Singles from Obsession
- "Obsession" Released: June 9, 2014; "Alarm" Released: June 9, 2014;

= Obsession (Boyfriend EP) =

Obsession is the second mini-album by South Korean boy band Boyfriend. It was released physically June 9, 2014.

== Background and promotion ==
In the beginning of May, members Hyunseong, Jeongmin, and Youngmin posted selcas on Twitter with captions hinting to an upcoming comeback. On May 19, 2014, Starship Entertainment uploaded a 30-second trailer to YouTube announcing Boyfriend's next comeback happening in June.
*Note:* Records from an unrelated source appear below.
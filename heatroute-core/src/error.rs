use thiserror::Error;

use crate::model::NetworkKind;
use crate::routing::RouteKind;

#[derive(Error, Debug)]
pub enum Error {
    #[error("Invalid heat scenario: {0:?}")]
    InvalidScenario(String),
    #[error("Unknown node {node} in {network} network")]
    UnknownNode { network: NetworkKind, node: usize },
    #[error("No path found for {0} route")]
    NoPathFound(RouteKind),
    #[error("No nearby points found for snapping")]
    NoPointsFound,
    #[error("Location (lon {lon}, lat {lat}) is outside the study area")]
    OutsideStudyArea { lon: f64, lat: f64 },
    #[error("Invalid shelter id {id}: {available} shelters available")]
    InvalidShelter { id: usize, available: usize },
    #[error("Geocoding failed: {0}")]
    GeocodingFailed(String),
    #[error("Invalid data: {0}")]
    InvalidData(String),
    #[error("I/O error: {0}")]
    IoError(#[from] std::io::Error),
    #[error("CSV error: {0}")]
    CsvError(#[from] csv::Error),
    #[error("GeoJSON error: {0}")]
    GeoJsonError(String),
    #[error("Unrecoverable error: {0}")]
    UnrecoverableError(&'static str),
}
use std::path::Path;

use geo::Point;
use log::{info, warn};
use serde::Deserialize;

use super::parser::deserialize_csv_file;
use crate::{
    Error,
    model::{Shelter, ShelterIndex},
};

#[derive(Debug, Deserialize)]
struct ShelterRecord {
    #[serde(rename = "Name")]
    name: String,
    #[serde(rename = "Capacity")]
    capacity: f64,
    latitude: f64,
    longitude: f64,
}

impl ShelterRecord {
    #[allow(clippy::cast_possible_truncation, clippy::cast_sign_loss)]
    fn into_shelter(self) -> Option<Shelter> {
        if !self.latitude.is_finite() || !self.longitude.is_finite() {
            return None;
        }
        let capacity = if self.capacity.is_finite() && self.capacity > 0.0 {
            self.capacity as u32
        } else {
            0
        };
        Some(Shelter {
            name: self.name,
            capacity,
            location: Point::new(self.longitude, self.latitude),
        })
    }
}

/// Reads shelters from a CSV with `Name`, `Capacity`, `latitude` and `longitude` columns
///
/// # Errors
///
/// Returns an error if the file cannot be opened or contains no usable shelter.
pub fn load_shelters(path: &Path) -> Result<ShelterIndex, Error> {
    let records: Vec<ShelterRecord> = deserialize_csv_file(path)?;
    let total = records.len();
    let shelters: Vec<Shelter> = records
        .into_iter()
        .filter_map(ShelterRecord::into_shelter)
        .collect();

    if shelters.len() < total {
        warn!(
            "Skipped {} shelters with non-finite coordinates",
            total - shelters.len()
        );
    }
    if shelters.is_empty() {
        return Err(Error::InvalidData(format!(
            "No shelters found in {}",
            path.display()
        )));
    }

    info!("Loaded {} shelters", shelters.len());
    Ok(ShelterIndex::new(shelters))
}
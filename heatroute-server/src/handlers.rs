//! HTTP endpoints: health check, nearest shelters and evacuation routes

use axum::{
    BoxError, Json, Router,
    error_handling::HandleErrorLayer,
    extract::{Query, State, rejection::QueryRejection},
    http::StatusCode,
    response::{IntoResponse, Response},
    routing::get,
};
use geo::Point;
use heatroute_core::{
    Error, EvacuationRoute, RouteRequest, SearchOptions, WeatherFeatures,
    model::ShelterCandidate, nearest_shelters, plan_evacuation_route,
};
use serde::{Deserialize, Serialize};
use tower::{ServiceBuilder, limit::GlobalConcurrencyLimitLayer};
use tower_http::{cors::CorsLayer, trace::TraceLayer};
use tracing::{debug, error};

use crate::config::HttpSettings;
use crate::state::SharedState;

/// Builds the API router. The concurrency limit is shared by all routes.
pub fn build_router(state: SharedState, settings: &HttpSettings) -> Router {
    Router::new()
        .route("/health", get(health))
        .route("/query-shelters", get(query_shelters))
        .route("/query-routes", get(query_routes))
        .layer(
            ServiceBuilder::new()
                .layer(TraceLayer::new_for_http())
                .layer(CorsLayer::permissive())
                .layer(HandleErrorLayer::new(handle_middleware_error))
                .layer(GlobalConcurrencyLimitLayer::new(settings.concurrency_limit))
                .timeout(settings.request_timeout()),
        )
        .with_state(state)
}

/// Success envelope
#[derive(Debug, Serialize)]
pub struct ApiResponse<T> {
    pub data: T,
    pub message: &'static str,
    pub status_code: u16,
}

impl<T: Serialize> ApiResponse<T> {
    fn ok(data: T) -> Json<Self> {
        Json(Self {
            data,
            message: "Success",
            status_code: StatusCode::OK.as_u16(),
        })
    }
}

#[derive(Debug)]
pub struct ApiError {
    status: StatusCode,
    message: String,
}

impl ApiError {
    fn new(status: StatusCode, message: impl Into<String>) -> Self {
        Self {
            status,
            message: message.into(),
        }
    }

    fn bad_request(message: impl Into<String>) -> Self {
        Self::new(StatusCode::BAD_REQUEST, message)
    }
}

impl From<Error> for ApiError {
    fn from(err: Error) -> Self {
        let status = match &err {
            Error::OutsideStudyArea { .. }
            | Error::InvalidShelter { .. }
            | Error::InvalidData(_) => StatusCode::BAD_REQUEST,
            Error::NoPathFound(_) | Error::NoPointsFound => StatusCode::NOT_FOUND,
            Error::GeocodingFailed(_) => StatusCode::UNPROCESSABLE_ENTITY,
            _ => StatusCode::INTERNAL_SERVER_ERROR,
        };
        if status.is_server_error() {
            error!("Request failed: {err}");
        } else {
            debug!("Request rejected: {err}");
        }
        Self::new(status, err.to_string())
    }
}

impl From<QueryRejection> for ApiError {
    fn from(rejection: QueryRejection) -> Self {
        Self::bad_request(rejection.body_text())
    }
}

#[derive(Serialize)]
struct ErrorBody {
    error: String,
    error_code: u16,
}

impl IntoResponse for ApiError {
    fn into_response(self) -> Response {
        let body = ErrorBody {
            error: self.message,
            error_code: self.status.as_u16(),
        };
        (self.status, Json(body)).into_response()
    }
}

async fn handle_middleware_error(err: BoxError) -> ApiError {
    if err.is::<tower::timeout::error::Elapsed>() {
        ApiError::new(StatusCode::REQUEST_TIMEOUT, "Request took too long")
    } else {
        ApiError::new(
            StatusCode::INTERNAL_SERVER_ERROR,
            format!("Unhandled internal error: {err}"),
        )
    }
}

/// Where a request starts: a free-text address or explicit coordinates
#[derive(Debug, Default, Deserialize)]
pub struct LocationQuery {
    pub address: Option<String>,
    pub lat: Option<f64>,
    pub lon: Option<f64>,
}

#[derive(Debug, Deserialize)]
pub struct RouteQuery {
    pub address: Option<String>,
    pub lat: Option<f64>,
    pub lon: Option<f64>,
    pub shelter_id: usize,
    pub total_precip: Option<f64>,
    pub avg_temp: Option<f64>,
    pub max_temp: Option<f64>,
    pub min_temp: Option<f64>,
    pub avg_humidity: Option<f64>,
    pub avg_wind_speed: Option<f64>,
    pub sunshine: Option<f64>,
    pub solar_rad: Option<f64>,
    pub avg_cloud: Option<f64>,
}

impl RouteQuery {
    fn location(&self) -> LocationQuery {
        LocationQuery {
            address: self.address.clone(),
            lat: self.lat,
            lon: self.lon,
        }
    }

    /// Readings given in the query override the configured defaults
    fn weather(&self, defaults: WeatherFeatures) -> WeatherFeatures {
        WeatherFeatures {
            total_precip: self.total_precip.unwrap_or(defaults.total_precip),
            avg_temp: self.avg_temp.unwrap_or(defaults.avg_temp),
            max_temp: self.max_temp.unwrap_or(defaults.max_temp),
            min_temp: self.min_temp.unwrap_or(defaults.min_temp),
            avg_humidity: self.avg_humidity.unwrap_or(defaults.avg_humidity),
            avg_wind_speed: self.avg_wind_speed.unwrap_or(defaults.avg_wind_speed),
            sunshine: self.sunshine.unwrap_or(defaults.sunshine),
            solar_rad: self.solar_rad.unwrap_or(defaults.solar_rad),
            avg_cloud: self.avg_cloud.unwrap_or(defaults.avg_cloud),
        }
    }
}

fn resolve_location(state: &SharedState, query: &LocationQuery) -> Result<Point<f64>, ApiError> {
    match (query.lat, query.lon, query.address.as_deref()) {
        (Some(lat), Some(lon), _) => {
            if lat.is_finite() && lon.is_finite() {
                Ok(Point::new(lon, lat))
            } else {
                Err(ApiError::bad_request("lat and lon must be finite numbers"))
            }
        }
        (None, None, Some(address)) if !address.trim().is_empty() => {
            let geocoder = state.geocoder.as_ref().ok_or_else(|| {
                Error::GeocodingFailed("no geocoder is configured".to_string())
            })?;
            Ok(geocoder.geocode(address)?)
        }
        _ => Err(ApiError::bad_request(
            "either an address or both lat and lon are required",
        )),
    }
}

/// Nearest shelters together with the resolved search origin
#[derive(Debug, Serialize)]
pub struct ShelterSearch {
    pub search_lat: f64,
    pub search_lon: f64,
    pub shelters: Vec<ShelterCandidate>,
}

async fn health() -> &'static str {
    "The server is running"
}

async fn query_shelters(
    State(state): State<SharedState>,
    query: Result<Query<LocationQuery>, QueryRejection>,
) -> Result<Json<ApiResponse<ShelterSearch>>, ApiError> {
    let Query(query) = query?;
    let origin = resolve_location(&state, &query)?;
    let shelters = nearest_shelters(&state.model, &origin)?;
    Ok(ApiResponse::ok(ShelterSearch {
        search_lat: origin.y(),
        search_lon: origin.x(),
        shelters,
    }))
}

async fn query_routes(
    State(state): State<SharedState>,
    query: Result<Query<RouteQuery>, QueryRejection>,
) -> Result<Json<ApiResponse<EvacuationRoute>>, ApiError> {
    let Query(query) = query?;
    let origin = resolve_location(&state, &query.location())?;
    let request = RouteRequest {
        origin,
        shelter_id: query.shelter_id,
        weather: query.weather(state.default_weather),
    };

    let route = tokio::task::spawn_blocking(move || {
        let options = SearchOptions::with_timeout(state.search_timeout);
        plan_evacuation_route(&state.model, state.classifier.as_ref(), &request, &options)
    })
    .await
    .map_err(|e| {
        ApiError::new(
            StatusCode::INTERNAL_SERVER_ERROR,
            format!("Routing task failed: {e}"),
        )
    })??;

    Ok(ApiResponse::ok(route))
}

#[cfg(test)]
mod tests {
    use std::{sync::Arc, time::Duration};

    use axum::{body::Body, http::Request};
    use geo::polygon;
    use heatroute_core::{
        FixedScenario, GazetteerGeocoder, Scenario, ScenarioClassifier,
        model::{
            EdgeGeometry, EvacuationModel, NetworkKind, ParkOverlay, Shelter, ShelterIndex,
            StreetEdge, StreetGraph, StudyArea, VulnerabilityOverlay,
        },
    };
    use serde_json::Value;
    use tower::ServiceExt;

    use super::*;
    use crate::state::AppState;

    /// Two-way street a-b plus a node with no streets at all
    fn graph(kind: NetworkKind) -> StreetGraph {
        let mut graph = StreetGraph::new(kind);
        let a_pt = Point::new(139.770, 35.680);
        let b_pt = Point::new(139.771, 35.680);
        let a = graph.add_node(1, a_pt);
        let b = graph.add_node(2, b_pt);
        graph.add_node(3, Point::new(139.785, 35.695));
        graph.add_edge(a, b, StreetEdge::new(90.0, EdgeGeometry::straight(a_pt, b_pt)));
        graph.add_edge(b, a, StreetEdge::new(90.0, EdgeGeometry::straight(b_pt, a_pt)));
        graph
    }

    fn model() -> EvacuationModel {
        EvacuationModel {
            walk_graph: graph(NetworkKind::Walk),
            drive_graph: graph(NetworkKind::Drive),
            area: StudyArea::from_geometry(geo::Geometry::Polygon(polygon![
                (x: 139.76, y: 35.67),
                (x: 139.79, y: 35.67),
                (x: 139.79, y: 35.70),
                (x: 139.76, y: 35.70),
            ]))
            .unwrap(),
            shelters: ShelterIndex::new(vec![
                Shelter {
                    name: "Riverside School".to_string(),
                    capacity: 300,
                    location: Point::new(139.7711, 35.6801),
                },
                Shelter {
                    name: "Hillside Hall".to_string(),
                    capacity: 50,
                    location: Point::new(139.7851, 35.6951),
                },
            ]),
            parks: ParkOverlay::new(),
            vulnerability: VulnerabilityOverlay::new(),
        }
    }

    fn app_with(classifier: Box<dyn ScenarioClassifier>, settings: &HttpSettings) -> Router {
        let mut gazetteer = GazetteerGeocoder::new();
        gazetteer.insert("1 Station Road", Point::new(139.7701, 35.6799));

        let state = AppState {
            model: model(),
            classifier,
            geocoder: Some(Box::new(gazetteer)),
            default_weather: WeatherFeatures::default(),
            search_timeout: Duration::from_secs(5),
        };
        build_router(Arc::new(state), settings)
    }

    fn app() -> Router {
        app_with(
            Box::new(FixedScenario(Scenario::Moderate)),
            &HttpSettings::default(),
        )
    }

    async fn send(app: Router, uri: &str) -> (StatusCode, Value) {
        let response = app
            .oneshot(Request::builder().uri(uri).body(Body::empty()).unwrap())
            .await
            .unwrap();
        let status = response.status();
        let body = axum::body::to_bytes(response.into_body(), usize::MAX)
            .await
            .unwrap();
        (status, serde_json::from_slice(&body).unwrap())
    }

    async fn get_json(uri: &str) -> (StatusCode, Value) {
        send(app(), uri).await
    }

    #[tokio::test]
    async fn health_responds() {
        let response = app()
            .oneshot(Request::builder().uri("/health").body(Body::empty()).unwrap())
            .await
            .unwrap();
        assert_eq!(response.status(), StatusCode::OK);
    }

    #[tokio::test]
    async fn shelters_by_address_echo_the_search_origin() {
        let (status, body) = get_json("/query-shelters?address=1%20station%20road").await;
        assert_eq!(status, StatusCode::OK);
        assert_eq!(body["status_code"], 200);
        let data = &body["data"];
        assert_eq!(data["search_lat"], 35.6799);
        assert_eq!(data["search_lon"], 139.7701);
        assert_eq!(data["shelters"][0]["id"], 1);
        assert_eq!(data["shelters"][0]["name"], "Riverside School");
        assert_eq!(data["shelters"][1]["id"], 2);
    }

    #[tokio::test]
    async fn routes_by_coordinates() {
        let (status, body) =
            get_json("/query-routes?lat=35.6799&lon=139.7701&shelter_id=1").await;
        assert_eq!(status, StatusCode::OK);
        let data = &body["data"];
        assert_eq!(data["scenario"], "Moderate");
        assert_eq!(data["distance_walk_heat"], 90.0);
        assert_eq!(data["total_risk_walk_heat"], 4500.0);
        assert_eq!(data["distance_drive"], 90.0);
        assert_eq!(data["end_point"]["type"], "Point");
    }

    #[tokio::test]
    async fn request_errors_map_to_status_codes() {
        let (status, body) = get_json("/query-routes?lat=35.6799&lon=139.7701&shelter_id=4").await;
        assert_eq!(status, StatusCode::BAD_REQUEST);
        assert_eq!(body["error_code"], 400);

        let (status, _) = get_json("/query-shelters?lat=0&lon=0").await;
        assert_eq!(status, StatusCode::BAD_REQUEST);

        let (status, body) = get_json("/query-shelters?address=nowhere").await;
        assert_eq!(status, StatusCode::UNPROCESSABLE_ENTITY);
        assert_eq!(body["error_code"], 422);

        let (status, _) = get_json("/query-routes?lat=35.68&lon=139.77").await;
        assert_eq!(status, StatusCode::BAD_REQUEST);

        let (status, _) = get_json("/query-shelters").await;
        assert_eq!(status, StatusCode::BAD_REQUEST);
    }

    #[tokio::test]
    async fn unreachable_shelter_is_not_found() {
        // shelter 2 snaps to the node without streets
        let (status, body) =
            get_json("/query-routes?lat=35.6799&lon=139.7701&shelter_id=2").await;
        assert_eq!(status, StatusCode::NOT_FOUND);
        assert_eq!(body["error_code"], 404);
        assert!(
            body["error"]
                .as_str()
                .is_some_and(|message| message.contains("heat-walk"))
        );
    }

    #[tokio::test]
    async fn slow_requests_time_out() {
        let slow = |_: &WeatherFeatures| -> Result<Scenario, Error> {
            std::thread::sleep(Duration::from_millis(300));
            Ok(Scenario::Low)
        };
        let settings = HttpSettings {
            request_timeout_secs: 0,
            ..HttpSettings::default()
        };
        let (status, body) = send(
            app_with(Box::new(slow), &settings),
            "/query-routes?lat=35.6799&lon=139.7701&shelter_id=1",
        )
        .await;
        assert_eq!(status, StatusCode::REQUEST_TIMEOUT);
        assert_eq!(body["error_code"], 408);
    }

    #[tokio::test]
    async fn concurrency_limit_is_shared_between_routes() {
        let settings = HttpSettings {
            concurrency_limit: 1,
            ..HttpSettings::default()
        };
        let app = app_with(Box::new(FixedScenario(Scenario::Low)), &settings);

        // permits are released once each response completes
        let (status, _) = send(app.clone(), "/query-shelters?lat=35.6799&lon=139.7701").await;
        assert_eq!(status, StatusCode::OK);
        let (status, _) = send(
            app.clone(),
            "/query-routes?lat=35.6799&lon=139.7701&shelter_id=1",
        )
        .await;
        assert_eq!(status, StatusCode::OK);
        let (status, _) = send(app, "/query-shelters?lat=35.6799&lon=139.7701").await;
        assert_eq!(status, StatusCode::OK);
    }
}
Starting on May 25, 2014, the members opened up their own personal Twitter accounts one by one. Each member tweeted their own teaser images showing the concept for their next comeback. A few days later, a music video trailer was revealed and showed the boys’ new mature image. It also showed that Boyfriend were no longer boys and transformed into men, with member Hyunseong going shirtless and showing his impressive abs.

On June 5, 2014, the music video was uploaded on 1theK's YouTube channel. That same day, Boyfriend had their official comeback performance on Mnet's M!Countdown.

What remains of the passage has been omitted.